Commander Sumit Ghosh
The integration of Artificial Intelligence (AI) into lower-cost warfare systems is reshaping the economics and accessibility of modern conflict. Traditionally, advanced military capabilities were dominated by high-budget platforms such as stealth aircraft, nuclear submarines, and precision-guided missile systems. However, AI driven innovation is enabling a shift toward inexpensive, scalable, and highly adaptive combat devices, significantly lowering the barrier to entry for both state and non-state actors.
At the core of this transformation is the application of machine learning algorithms particularly in computer vision, sensor fusion, and autonomous navigation. These capabilities allow low cost platforms such as small Unmanned Aerial Vehicles (UAVs) and ground robots to perform tasks that previously required expensive, manned systems. For instance, consumer grade drones can be retrofitted with AI based object detection models to identify targets, navigate contested environments, and execute coordinated maneuvers with minimal human oversight.
One of the most notable developments is the emergence of “loitering munitions” and drone swarms. These systems leverage distributed AI to operate collaboratively, sharing data in real time and adapting to dynamic battlefield conditions. Swarm intelligence algorithms enable dozens or even hundreds of inexpensive units to overwhelm traditional air defense systems through sheer numbers and decentralized decision making. Since each individual unit is relatively cheap, attrition becomes an acceptable trade-off, fundamentally altering cost exchange ratios in warfare.
Edge computing plays a critical role in enabling these capabilities. Rather than relying on centralized command-and-control infrastructure, AI models are deployed directly on embedded hardware within each device. Advances in low-power processors and optimized neural network architectures (e.g., quantized models, pruning techniques) allow real-time inference on resource-constrained platforms. This reduces latency, enhances operational resilience in communication-denied environments, and minimizes vulnerability to electronic warfare tactics such as jamming.
AI also enhances electronic warfare and cyber-physical operations in low cost systems. Adaptive signal processing algorithms can autonomously detect, classify, and respond to electromagnetic threats. Similarly, AI enabled malware and cyber tools can be integrated into inexpensive hardware for offensive or reconnaissance purposes, blurring the line between digital and physical domains of conflict.

From a manufacturing perspective, additive manufacturing (3D printing) and commercially available off-the-shelf (COTS) components further reduce production costs.

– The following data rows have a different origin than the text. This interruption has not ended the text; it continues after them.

//! Error types for the message model
//!
//! Comprehensive error taxonomy using thiserror

use thiserror::Error;

use crate::domain::DomainType;
use crate::msg::RequestMsg;
use crate::view::ViewAction;

/// Message-level validation errors
#[derive(Error, Debug, Clone, PartialEq)]
pub enum ModelError {
    #[error("View contains no elements")]
    EmptyView,

    #[error("Worst QoS is better than requested QoS")]
    InvalidQosRange,

    #[error("Worst QoS given without a requested QoS")]
    WorstQosWithoutQos,

    #[error("Message key has no name for domain {domain}")]
    MissingKeyName { domain: DomainType },

    #[error("Batch request may not carry a key name")]
    BatchWithKeyName,

    #[error("Batch request contains an empty item name")]
    EmptyBatchItem,
}

impl RequestMsg {
    /// Check the request is self-consistent before it reaches the watchlist.
    pub fn validate(&self) -> Result<(), ModelError> {
        if let ViewAction::Set(spec) = &self.view {
            if spec.is_empty() {
                return Err(ModelError::EmptyView);
            }
        }

        match (&self.qos, &self.worst_qos) {
            (None, Some(_)) => return Err(ModelError::WorstQosWithoutQos),
            (Some(best), Some(worst)) if worst.is_better(best) => {
                return Err(ModelError::InvalidQosRange)
            }
            _ => {}
        }

        if !self.batch.is_empty() {
            if self.key.name.is_some() {
                return Err(ModelError::BatchWithKeyName);
            }
            if self.batch.iter().any(|name| name.is_empty()) {
                return Err(ModelError::EmptyBatchItem);
            }
        } else if !self.domain.is_administrative() && self.key.name.is_none() {
            return Err(ModelError::MissingKeyName {
                domain: self.domain,
            });
        }

        Ok(())
    }
}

AI assisted design optimization techniques, such as generative design and topology optimization, enable the rapid development of lightweight, mission-specific platforms. This accelerates iteration cycles and allows even resource constrained actors to field customized systems tailored to specific operational requirements.
However, the proliferation of AI-enabled low-cost warfare devices introduces significant strategic and ethical challenges. The reduced cost and accessibility increase the risk of asymmetric warfare, where non-state actors or smaller nations can deploy capabilities previously reserved for advanced militaries. Attribution becomes more difficult, especially when autonomous systems operate with limited human supervision. Furthermore, the potential for unintended escalation rises when decision-making processes are partially or fully delegated to algorithms that may behave unpredictably in complex environments.

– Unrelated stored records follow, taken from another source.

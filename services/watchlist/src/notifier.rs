//! Timeout notifier task
//!
//! Watchlist state is only ever touched by its owning thread. The notifier
//! runs on the tokio runtime, sleeps until the watchlist's next timer
//! deadline and posts an [`ExpiryNotice`] on a channel. The owner awaits the
//! channel and calls `Watchlist::dispatch()`, which is where the timeout
//! work actually happens.

use std::time::Instant;

use tokio::sync::{mpsc, watch};
use tokio::task::JoinHandle;
use tracing::{debug, trace};

/// A deadline has passed; the owner should dispatch.
#[derive(Debug, Clone, Copy, PartialEq, Eq)]
pub struct ExpiryNotice {
    pub deadline: Instant,
}

/// Background deadline watcher.
///
/// Must be created inside a tokio runtime. The task stops when the notifier
/// or the notice receiver is dropped.
#[derive(Debug)]
pub struct TimeoutNotifier {
    deadline_tx: watch::Sender<Option<Instant>>,
    task: JoinHandle<()>,
}

impl TimeoutNotifier {
    pub fn spawn() -> (Self, mpsc::UnboundedReceiver<ExpiryNotice>) {
        let (deadline_tx, deadline_rx) = watch::channel(None);
        let (notice_tx, notice_rx) = mpsc::unbounded_channel();
        let task = tokio::spawn(run(deadline_rx, notice_tx));
        (Self { deadline_tx, task }, notice_rx)
    }

    /// Publish the next deadline, or `None` when no timer is running.
    pub fn schedule(&self, deadline: Option<Instant>) {
        self.deadline_tx.send_if_modified(|current| {
            if *current == deadline {
                false
            } else {
                *current = deadline;
                true
            }
        });
    }

    /// Deadline currently being watched
    pub fn scheduled(&self) -> Option<Instant> {
        *self.deadline_tx.borrow()
    }
}

impl Drop for TimeoutNotifier {
    fn drop(&mut self) {
        self.task.abort();
    }
}

async fn run(
    mut deadline_rx: watch::Receiver<Option<Instant>>,
    notice_tx: mpsc::UnboundedSender<ExpiryNotice>,
) {
    loop {
        let deadline = *deadline_rx.borrow_and_update();
        match deadline {
            None => {
                if deadline_rx.changed().await.is_err() {
                    break;
                }
            }
            Some(deadline) => {
                tokio::select! {
                    _ = tokio::time::sleep_until(tokio::time::Instant::from_std(deadline)) => {
                        trace!("Timer deadline reached");
                        if notice_tx.send(ExpiryNotice { deadline }).is_err() {
                            break;
                        }
                        // Fire once per published deadline.
                        if deadline_rx.changed().await.is_err() {
                            break;
                        }
                    }
                    changed = deadline_rx.changed() => {
                        if changed.is_err() {
                            break;
                        }
                    }
                }
            }
        }
    }
    debug!("Timeout notifier stopped");
}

Another critical concern is the erosion of traditional deterrence models. When the cost of launching an attack decreases dramatically, and defensive systems remain relatively expensive, adversaries may be incentivized to adopt more aggressive postures. This imbalance necessitates the development of countermeasures, including AI driven defense systems capable of detecting and neutralizing large numbers of low-cost threats in real time.

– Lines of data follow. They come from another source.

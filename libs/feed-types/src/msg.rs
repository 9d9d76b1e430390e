//! Message classes
//!
//! The watchlist sees messages in decoded form. Byte-level encoding belongs
//! to the codec collaborator; payloads the watchlist does not interpret stay
//! opaque bytes.

use serde::{Deserialize, Serialize};

use crate::directory::{ServiceEntry, SymbolListEntry};
use crate::domain::DomainType;
use crate::ids::{GroupId, StreamId};
use crate::key::MsgKey;
use crate::qos::Qos;
use crate::state::State;
use crate::view::ViewAction;

/// Decoded payload of a message
#[derive(Debug, Clone, Default, PartialEq, Eq, Serialize, Deserialize)]
#[serde(tag = "type", content = "data")]
pub enum Payload {
    #[default]
    None,
    /// Encoded container the watchlist passes through untouched
    Opaque(Vec<u8>),
    /// Directory map
    ServiceList(Vec<ServiceEntry>),
    /// Symbol-list map
    SymbolList(Vec<SymbolListEntry>),
}

/// Request priority
#[derive(Debug, Clone, Copy, PartialEq, Eq, Hash, Serialize, Deserialize)]
pub struct Priority {
    pub class: u8,
    pub count: u16,
}

impl Default for Priority {
    fn default() -> Self {
        Self { class: 1, count: 1 }
    }
}

/// Negative acknowledgement codes
#[derive(Debug, Clone, Copy, PartialEq, Eq, Hash, Serialize, Deserialize)]
#[serde(rename_all = "SCREAMING_SNAKE_CASE")]
pub enum NakCode {
    AccessDenied,
    DeniedBySource,
    SourceDown,
    SourceUnknown,
    NoResources,
    NoResponse,
    GatewayDown,
    SymbolUnknown,
    NotOpen,
    InvalidContent,
}

/// Open, reissue or pause a stream.
#[derive(Debug, Clone, PartialEq, Eq, Serialize, Deserialize)]
pub struct RequestMsg {
    pub stream_id: StreamId,
    pub domain: DomainType,
    pub key: MsgKey,
    pub qos: Option<Qos>,
    pub worst_qos: Option<Qos>,
    pub priority: Option<Priority>,
    pub streaming: bool,
    pub pause: bool,
    pub no_refresh: bool,
    pub private_stream: bool,
    pub view: ViewAction,
    /// Item names for a batch request; empty for a single item
    pub batch: Vec<String>,
    /// Symbol list only: open a data stream for every symbol in the list
    pub symbol_list_data_streams: bool,
    pub extended_header: Option<Vec<u8>>,
    pub payload: Payload,
}

impl RequestMsg {
    /// Streaming request with no view, QoS or priority.
    pub fn new(stream_id: StreamId, domain: DomainType, key: MsgKey) -> Self {
        Self {
            stream_id,
            domain,
            key,
            qos: None,
            worst_qos: None,
            priority: None,
            streaming: true,
            pause: false,
            no_refresh: false,
            private_stream: false,
            view: ViewAction::None,
            batch: Vec::new(),
            symbol_list_data_streams: false,
            extended_header: None,
            payload: Payload::None,
        }
    }

    pub fn with_view(mut self, view: ViewAction) -> Self {
        self.view = view;
        self
    }

    pub fn with_qos(mut self, qos: Qos) -> Self {
        self.qos = Some(qos);
        self
    }

    pub fn with_priority(mut self, class: u8, count: u16) -> Self {
        self.priority = Some(Priority { class, count });
        self
    }

    pub fn snapshot(mut self) -> Self {
        self.streaming = false;
        self
    }

    pub fn with_batch(mut self, names: Vec<String>) -> Self {
        self.batch = names;
        self
    }
}

/// Full image of a stream, possibly in several parts.
#[derive(Debug, Clone, PartialEq, Eq, Serialize, Deserialize)]
pub struct RefreshMsg {
    pub stream_id: StreamId,
    pub domain: DomainType,
    pub key: Option<MsgKey>,
    pub qos: Option<Qos>,
    pub state: State,
    pub solicited: bool,
    /// Last part of the image
    pub complete: bool,
    pub clear_cache: bool,
    pub group_id: Option<GroupId>,
    pub seq_num: Option<u32>,
    pub part_num: Option<u16>,
    pub payload: Payload,
}

impl RefreshMsg {
    /// Single-part solicited refresh
    pub fn new(stream_id: StreamId, domain: DomainType, state: State) -> Self {
        Self {
            stream_id,
            domain,
            key: None,
            qos: None,
            state,
            solicited: true,
            complete: true,
            clear_cache: false,
            group_id: None,
            seq_num: None,
            part_num: None,
            payload: Payload::None,
        }
    }

    pub fn with_payload(mut self, payload: Payload) -> Self {
        self.payload = payload;
        self
    }

    pub fn with_group(mut self, group_id: GroupId) -> Self {
        self.group_id = Some(group_id);
        self
    }

    pub fn partial(mut self) -> Self {
        self.complete = false;
        self
    }

    pub fn unsolicited(mut self) -> Self {
        self.solicited = false;
        self
    }
}

/// Incremental change to a stream.
#[derive(Debug, Clone, PartialEq, Eq, Serialize, Deserialize)]
pub struct UpdateMsg {
    pub stream_id: StreamId,
    pub domain: DomainType,
    pub key: Option<MsgKey>,
    pub update_type: u8,
    pub seq_num: Option<u32>,
    pub payload: Payload,
}

impl UpdateMsg {
    pub fn new(stream_id: StreamId, domain: DomainType, payload: Payload) -> Self {
        Self {
            stream_id,
            domain,
            key: None,
            update_type: 0,
            seq_num: None,
            payload,
        }
    }
}

/// State change without data.
#[derive(Debug, Clone, PartialEq, Eq, Serialize, Deserialize)]
pub struct StatusMsg {
    pub stream_id: StreamId,
    pub domain: DomainType,
    pub key: Option<MsgKey>,
    pub state: Option<State>,
    pub group_id: Option<GroupId>,
    pub clear_cache: bool,
    pub payload: Payload,
}

impl StatusMsg {
    pub fn new(stream_id: StreamId, domain: DomainType, state: State) -> Self {
        Self {
            stream_id,
            domain,
            key: None,
            state: Some(state),
            group_id: None,
            clear_cache: false,
            payload: Payload::None,
        }
    }
}

/// Close a stream.
#[derive(Debug, Clone, PartialEq, Eq, Serialize, Deserialize)]
pub struct CloseMsg {
    pub stream_id: StreamId,
    pub domain: DomainType,
}

/// Application-originated write, optionally acknowledged.
#[derive(Debug, Clone, PartialEq, Eq, Serialize, Deserialize)]
pub struct PostMsg {
    pub stream_id: StreamId,
    pub domain: DomainType,
    pub key: Option<MsgKey>,
    pub post_id: Option<u32>,
    pub seq_num: Option<u32>,
    pub ack_requested: bool,
    /// Last part of a multi-part post
    pub complete: bool,
    pub part_num: Option<u16>,
    pub payload: Payload,
}

impl PostMsg {
    /// Single-part post with no id
    pub fn new(stream_id: StreamId, domain: DomainType, payload: Payload) -> Self {
        Self {
            stream_id,
            domain,
            key: None,
            post_id: None,
            seq_num: None,
            ack_requested: false,
            complete: true,
            part_num: None,
            payload,
        }
    }

    /// Request an acknowledgement for `post_id`.
    pub fn acked(mut self, post_id: u32, seq_num: Option<u32>) -> Self {
        self.post_id = Some(post_id);
        self.seq_num = seq_num;
        self.ack_requested = true;
        self
    }
}

/// Acknowledgement (or negative acknowledgement) of a post.
#[derive(Debug, Clone, PartialEq, Eq, Serialize, Deserialize)]
pub struct AckMsg {
    pub stream_id: StreamId,
    pub domain: DomainType,
    pub key: Option<MsgKey>,
    pub ack_id: u32,
    pub seq_num: Option<u32>,
    pub nak_code: Option<NakCode>,
    pub text: Option<String>,
}

impl AckMsg {
    pub fn new(stream_id: StreamId, domain: DomainType, ack_id: u32, seq_num: Option<u32>) -> Self {
        Self {
            stream_id,
            domain,
            key: None,
            ack_id,
            seq_num,
            nak_code: None,
            text: None,
        }
    }

    pub fn is_nak(&self) -> bool {
        self.nak_code.is_some()
    }
}

/// Bidirectional message outside the refresh/update model.
#[derive(Debug, Clone, PartialEq, Eq, Serialize, Deserialize)]
pub struct GenericMsg {
    pub stream_id: StreamId,
    pub domain: DomainType,
    pub key: Option<MsgKey>,
    pub seq_num: Option<u32>,
    pub complete: bool,
    pub payload: Payload,
}

/// Any message.
#[derive(Debug, Clone, PartialEq, Eq, Serialize, Deserialize)]
#[serde(tag = "class")]
pub enum Msg {
    Request(RequestMsg),
    Refresh(RefreshMsg),
    Update(UpdateMsg),
    Status(StatusMsg),
    Close(CloseMsg),
    Post(PostMsg),
    Ack(AckMsg),
    Generic(GenericMsg),
}

impl Msg {
    pub fn stream_id(&self) -> StreamId {
        match self {
            Msg::Request(m) => m.stream_id,
            Msg::Refresh(m) => m.stream_id,
            Msg::Update(m) => m.stream_id,
            Msg::Status(m) => m.stream_id,
            Msg::Close(m) => m.stream_id,
            Msg::Post(m) => m.stream_id,
            Msg::Ack(m) => m.stream_id,
            Msg::Generic(m) => m.stream_id,
        }
    }

    pub fn set_stream_id(&mut self, stream_id: StreamId) {
        match self {
            Msg::Request(m) => m.stream_id = stream_id,
            Msg::Refresh(m) => m.stream_id = stream_id,
            Msg::Update(m) => m.stream_id = stream_id,
            Msg::Status(m) => m.stream_id = stream_id,
            Msg::Close(m) => m.stream_id = stream_id,
            Msg::Post(m) => m.stream_id = stream_id,
            Msg::Ack(m) => m.stream_id = stream_id,
            Msg::Generic(m) => m.stream_id = stream_id,
        }
    }

    pub fn domain(&self) -> DomainType {
        match self {
            Msg::Request(m) => m.domain,
            Msg::Refresh(m) => m.domain,
            Msg::Update(m) => m.domain,
            Msg::Status(m) => m.domain,
            Msg::Close(m) => m.domain,
            Msg::Post(m) => m.domain,
            Msg::Ack(m) => m.domain,
            Msg::Generic(m) => m.domain,
        }
    }

    /// Get the message class as a string label for logging.
    pub fn class_label(&self) -> &'static str {
        match self {
            Msg::Request(_) => "Request",
            Msg::Refresh(_) => "Refresh",
            Msg::Update(_) => "Update",
            Msg::Status(_) => "Status",
            Msg::Close(_) => "Close",
            Msg::Post(_) => "Post",
            Msg::Ack(_) => "Ack",
            Msg::Generic(_) => "Generic",
        }
    }

    /// State carried by refresh and status messages
    pub fn state(&self) -> Option<&State> {
        match self {
            Msg::Refresh(m) => Some(&m.state),
            Msg::Status(m) => m.state.as_ref(),
            _ => None,
        }
    }
}

#[cfg(test)]
mod tests {
    use super::*;
    use crate::state::StreamState;

    #[test]
    fn test_request_defaults() {
        let req = RequestMsg::new(5, DomainType::MarketPrice, MsgKey::named("TRI.N"));
        assert!(req.streaming);
        assert!(!req.pause);
        assert_eq!(req.view, ViewAction::None);
        assert!(req.batch.is_empty());
        assert!(!req.clone().snapshot().streaming);
    }

    #[test]
    fn test_stream_id_accessors() {
        let mut msg = Msg::Close(CloseMsg {
            stream_id: 7,
            domain: DomainType::MarketPrice,
        });
        assert_eq!(msg.stream_id(), 7);
        msg.set_stream_id(11);
        assert_eq!(msg.stream_id(), 11);
        assert_eq!(msg.class_label(), "Close");
        assert_eq!(msg.domain(), DomainType::MarketPrice);
    }

    #[test]
    fn test_state_accessor() {
        let refresh = Msg::Refresh(RefreshMsg::new(3, DomainType::MarketPrice, State::open_ok()));
        assert_eq!(refresh.state().map(|s| s.stream_state), Some(StreamState::Open));

        let update = Msg::Update(UpdateMsg::new(3, DomainType::MarketPrice, Payload::None));
        assert!(update.state().is_none());
    }

    #[test]
    fn test_post_acked_builder() {
        let post = PostMsg::new(4, DomainType::MarketPrice, Payload::Opaque(vec![1, 2])).acked(5, Some(0));
        assert_eq!(post.post_id, Some(5));
        assert_eq!(post.seq_num, Some(0));
        assert!(post.ack_requested);
        assert!(post.complete);
    }

    #[test]
    fn test_msg_json_tagging() {
        let msg = Msg::Ack(AckMsg::new(4, DomainType::MarketPrice, 5, None));
        let json = serde_json::to_string(&msg).unwrap();
        assert!(json.contains("\"class\":\"Ack\""));
        let back: Msg = serde_json::from_str(&json).unwrap();
        assert_eq!(back, msg);
    }
}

In conclusion, AI is democratizing warfare by enabling the development of cheaper, more capable machines and devices. While these advancements offer operational advantages such as scalability, adaptability, and reduced human risk, they also pose profound challenges to global security, stability, and governance. Addressing these issues will require coordinated international frameworks, robust technological safeguards, and a rethinking of traditional military doctrines. Indian military strategists and the decision makers have to keep in mind that such a change is taking place and that the future military has to be aligned to these transformations for maintaining the edge in conflicts.